== INPUT

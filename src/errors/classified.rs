//! Classified error taxonomy produced by the error classifier.

use serde_json::Value;
use std::fmt;
use std::time::Duration;
use thiserror::Error;

/// Body of a failed response, kept for diagnostics.
#[derive(Debug, Clone, PartialEq)]
pub enum ErrorDetail {
    /// Body parsed as JSON
    Json(Value),
    /// Body that was not valid JSON, kept verbatim
    Text(String),
    /// No body
    Empty,
}

impl ErrorDetail {
    /// Build a detail from raw response bytes.
    ///
    /// A body that fails to parse as JSON falls back to its (lossy) text.
    pub fn from_body(body: &[u8]) -> Self {
        if body.iter().all(|b| b.is_ascii_whitespace()) {
            return ErrorDetail::Empty;
        }

        match serde_json::from_slice::<Value>(body) {
            Ok(value) => ErrorDetail::Json(value),
            Err(_) => ErrorDetail::Text(String::from_utf8_lossy(body).into_owned()),
        }
    }

    /// Best-effort human readable message.
    ///
    /// Vendors disagree on where the message lives, so the common keys are
    /// tried in order before falling back to the compact JSON document.
    pub fn message(&self) -> String {
        match self {
            ErrorDetail::Json(value) => json_message(value).unwrap_or_else(|| value.to_string()),
            ErrorDetail::Text(text) => text.trim().to_string(),
            ErrorDetail::Empty => String::new(),
        }
    }

    /// The parsed JSON body, if any
    pub fn as_json(&self) -> Option<&Value> {
        match self {
            ErrorDetail::Json(value) => Some(value),
            _ => None,
        }
    }

    /// Returns true if the response carried no body
    pub fn is_empty(&self) -> bool {
        matches!(self, ErrorDetail::Empty)
    }
}

fn json_message(value: &Value) -> Option<String> {
    const KEYS: [&str; 5] = ["message", "error_description", "detail", "error", "title"];

    let object = value.as_object()?;
    for key in KEYS {
        match object.get(key) {
            Some(Value::String(s)) if !s.is_empty() => return Some(s.clone()),
            Some(nested @ Value::Object(_)) => {
                if let Some(message) = json_message(nested) {
                    return Some(message);
                }
            }
            _ => {}
        }
    }
    None
}

impl fmt::Display for ErrorDetail {
    fn fmt(&self, f: &mut fmt::Formatter<'_>) -> fmt::Result {
        match self {
            ErrorDetail::Empty => f.write_str("<empty body>"),
            other => f.write_str(&other.message()),
        }
    }
}

/// Discriminant of [`ClassifiedError`], handy for metrics and matching.
#[derive(Debug, Clone, Copy, PartialEq, Eq, Hash)]
pub enum ErrorKind {
    /// 401, or a credential could not be acquired
    Authentication,
    /// 404
    NotFound,
    /// 400 / 422, or a request that could not be built
    Validation,
    /// 429
    RateLimited,
    /// 5xx
    ServerError,
    /// Connection-level failure before a status line was read
    NetworkError,
    /// The call timed out before a status line was read
    Timeout,
    /// Any other 4xx
    Unknown,
}

impl ErrorKind {
    /// Whether failures of this kind are transient
    pub fn is_retryable(&self) -> bool {
        matches!(
            self,
            ErrorKind::RateLimited
                | ErrorKind::ServerError
                | ErrorKind::NetworkError
                | ErrorKind::Timeout
        )
    }

    /// Stable lowercase label used in logs and metrics
    pub fn as_str(&self) -> &'static str {
        match self {
            ErrorKind::Authentication => "authentication",
            ErrorKind::NotFound => "not_found",
            ErrorKind::Validation => "validation",
            ErrorKind::RateLimited => "rate_limited",
            ErrorKind::ServerError => "server_error",
            ErrorKind::NetworkError => "network_error",
            ErrorKind::Timeout => "timeout",
            ErrorKind::Unknown => "unknown",
        }
    }
}

impl fmt::Display for ErrorKind {
    fn fmt(&self, f: &mut fmt::Formatter<'_>) -> fmt::Result {
        f.write_str(self.as_str())
    }
}

/// A failure mapped onto the closed error taxonomy.
///
/// Constructed once by the classifier and never mutated afterwards. Every
/// variant keeps the original status code (when a response was received)
/// and the vendor's body so nothing diagnostic is lost.
#[derive(Error, Debug, Clone, PartialEq)]
pub enum ClassifiedError {
    /// Credentials were rejected or could not be obtained
    #[error("Authentication error{}: {detail}", status_suffix(.status))]
    Authentication {
        /// HTTP status, absent when the credential could not be acquired
        status: Option<u16>,
        /// Vendor error body
        detail: ErrorDetail,
    },

    /// The addressed resource does not exist
    #[error("Not found ({status}): {detail}")]
    NotFound {
        /// HTTP status
        status: u16,
        /// Vendor error body
        detail: ErrorDetail,
    },

    /// The request payload or shape was rejected
    #[error("Validation error{}: {detail}", status_suffix(.status))]
    Validation {
        /// HTTP status, absent when the request could not be built
        status: Option<u16>,
        /// Vendor error body
        detail: ErrorDetail,
    },

    /// The vendor throttled the call
    #[error("Rate limited ({status}){}: {detail}", retry_after_suffix(.retry_after))]
    RateLimited {
        /// HTTP status
        status: u16,
        /// Server-provided wait, if the retry-after header was present
        retry_after: Option<Duration>,
        /// Vendor error body
        detail: ErrorDetail,
    },

    /// 5xx from the vendor
    #[error("Server error ({status}): {detail}")]
    ServerError {
        /// HTTP status
        status: u16,
        /// Vendor error body
        detail: ErrorDetail,
    },

    /// Connection refused, reset, DNS failure...
    #[error("Network error: {message}")]
    NetworkError {
        /// Transport error message
        message: String,
    },

    /// No response within the deadline
    #[error("Timeout: {message}")]
    Timeout {
        /// Transport error message
        message: String,
    },

    /// Any other error status
    #[error("Unexpected status ({status}): {detail}")]
    Unknown {
        /// HTTP status
        status: u16,
        /// Vendor error body
        detail: ErrorDetail,
    },
}

fn status_suffix(status: &Option<u16>) -> String {
    status.map(|s| format!(" ({})", s)).unwrap_or_default()
}

fn retry_after_suffix(retry_after: &Option<Duration>) -> String {
    retry_after
        .map(|d| format!(", retry after {:?}", d))
        .unwrap_or_default()
}

impl ClassifiedError {
    /// The discriminant of this error
    pub fn kind(&self) -> ErrorKind {
        match self {
            ClassifiedError::Authentication { .. } => ErrorKind::Authentication,
            ClassifiedError::NotFound { .. } => ErrorKind::NotFound,
            ClassifiedError::Validation { .. } => ErrorKind::Validation,
            ClassifiedError::RateLimited { .. } => ErrorKind::RateLimited,
            ClassifiedError::ServerError { .. } => ErrorKind::ServerError,
            ClassifiedError::NetworkError { .. } => ErrorKind::NetworkError,
            ClassifiedError::Timeout { .. } => ErrorKind::Timeout,
            ClassifiedError::Unknown { .. } => ErrorKind::Unknown,
        }
    }

    /// Returns true if this error is worth retrying.
    ///
    /// Rate limits, 5xx, network failures and timeouts are transient;
    /// everything else is a caller or credential defect.
    pub fn is_retryable(&self) -> bool {
        self.kind().is_retryable()
    }

    /// Server-provided wait, only ever present on `RateLimited`
    pub fn retry_after(&self) -> Option<Duration> {
        match self {
            ClassifiedError::RateLimited { retry_after, .. } => *retry_after,
            _ => None,
        }
    }

    /// The original HTTP status code, if a response was received
    pub fn status_code(&self) -> Option<u16> {
        match self {
            ClassifiedError::Authentication { status, .. }
            | ClassifiedError::Validation { status, .. } => *status,
            ClassifiedError::NotFound { status, .. }
            | ClassifiedError::RateLimited { status, .. }
            | ClassifiedError::ServerError { status, .. }
            | ClassifiedError::Unknown { status, .. } => Some(*status),
            ClassifiedError::NetworkError { .. } | ClassifiedError::Timeout { .. } => None,
        }
    }

    /// The vendor body, if a response was received
    pub fn detail(&self) -> Option<&ErrorDetail> {
        match self {
            ClassifiedError::Authentication { detail, .. }
            | ClassifiedError::NotFound { detail, .. }
            | ClassifiedError::Validation { detail, .. }
            | ClassifiedError::RateLimited { detail, .. }
            | ClassifiedError::ServerError { detail, .. }
            | ClassifiedError::Unknown { detail, .. } => Some(detail),
            ClassifiedError::NetworkError { .. } | ClassifiedError::Timeout { .. } => None,
        }
    }

    /// Vendor message, or the transport message for connection failures
    pub fn message(&self) -> String {
        match self {
            ClassifiedError::NetworkError { message } | ClassifiedError::Timeout { message } => {
                message.clone()
            }
            other => other.detail().map(ErrorDetail::message).unwrap_or_default(),
        }
    }
}

#[cfg(test)]
mod tests {
    use super::*;
    use pretty_assertions::assert_eq;
    use serde_json::json;

    #[test]
    fn test_detail_from_json_body() {
        let detail = ErrorDetail::from_body(br#"{"message": "Invalid email", "code": 42}"#);
        assert_eq!(
            detail,
            ErrorDetail::Json(json!({"message": "Invalid email", "code": 42}))
        );
        assert_eq!(detail.message(), "Invalid email");
    }

    #[test]
    fn test_detail_falls_back_to_text() {
        let detail = ErrorDetail::from_body(b"<html>Bad Gateway</html>");
        assert_eq!(detail, ErrorDetail::Text("<html>Bad Gateway</html>".to_string()));
        assert_eq!(detail.message(), "<html>Bad Gateway</html>");
    }

    #[test]
    fn test_detail_empty_body() {
        assert!(ErrorDetail::from_body(b"").is_empty());
        assert!(ErrorDetail::from_body(b"  \n").is_empty());
    }

    #[test]
    fn test_detail_nested_error_object() {
        let detail = ErrorDetail::from_body(br#"{"error": {"message": "quota exhausted"}}"#);
        assert_eq!(detail.message(), "quota exhausted");

        let opaque = ErrorDetail::from_body(br#"{"errors": [1, 2]}"#);
        assert_eq!(opaque.message(), r#"{"errors":[1,2]}"#);
    }

    #[test]
    fn test_retryable_kinds() {
        assert!(ErrorKind::RateLimited.is_retryable());
        assert!(ErrorKind::ServerError.is_retryable());
        assert!(ErrorKind::NetworkError.is_retryable());
        assert!(ErrorKind::Timeout.is_retryable());

        assert!(!ErrorKind::Authentication.is_retryable());
        assert!(!ErrorKind::NotFound.is_retryable());
        assert!(!ErrorKind::Validation.is_retryable());
        assert!(!ErrorKind::Unknown.is_retryable());
    }

    #[test]
    fn test_status_code_and_retry_after() {
        let limited = ClassifiedError::RateLimited {
            status: 429,
            retry_after: Some(Duration::from_secs(3)),
            detail: ErrorDetail::Empty,
        };
        assert_eq!(limited.status_code(), Some(429));
        assert_eq!(limited.retry_after(), Some(Duration::from_secs(3)));

        let timeout = ClassifiedError::Timeout {
            message: "deadline elapsed".to_string(),
        };
        assert_eq!(timeout.status_code(), None);
        assert_eq!(timeout.retry_after(), None);
        assert_eq!(timeout.message(), "deadline elapsed");
    }

    #[test]
    fn test_display_keeps_vendor_message() {
        let err = ClassifiedError::Validation {
            status: Some(422),
            detail: ErrorDetail::from_body(br#"{"detail": "email is required"}"#),
        };
        assert_eq!(err.to_string(), "Validation error (422): email is required");

        let limited = ClassifiedError::RateLimited {
            status: 429,
            retry_after: Some(Duration::from_secs(3)),
            detail: ErrorDetail::Empty,
        };
        assert_eq!(
            limited.to_string(),
            "Rate limited (429), retry after 3s: <empty body>"
        );
    }
}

====

● **REQUIRED ACTION**: The count alone is wanted: how many lines above hold the string "taxonomy"?

● **ANSWER TO THIS TASK**: 2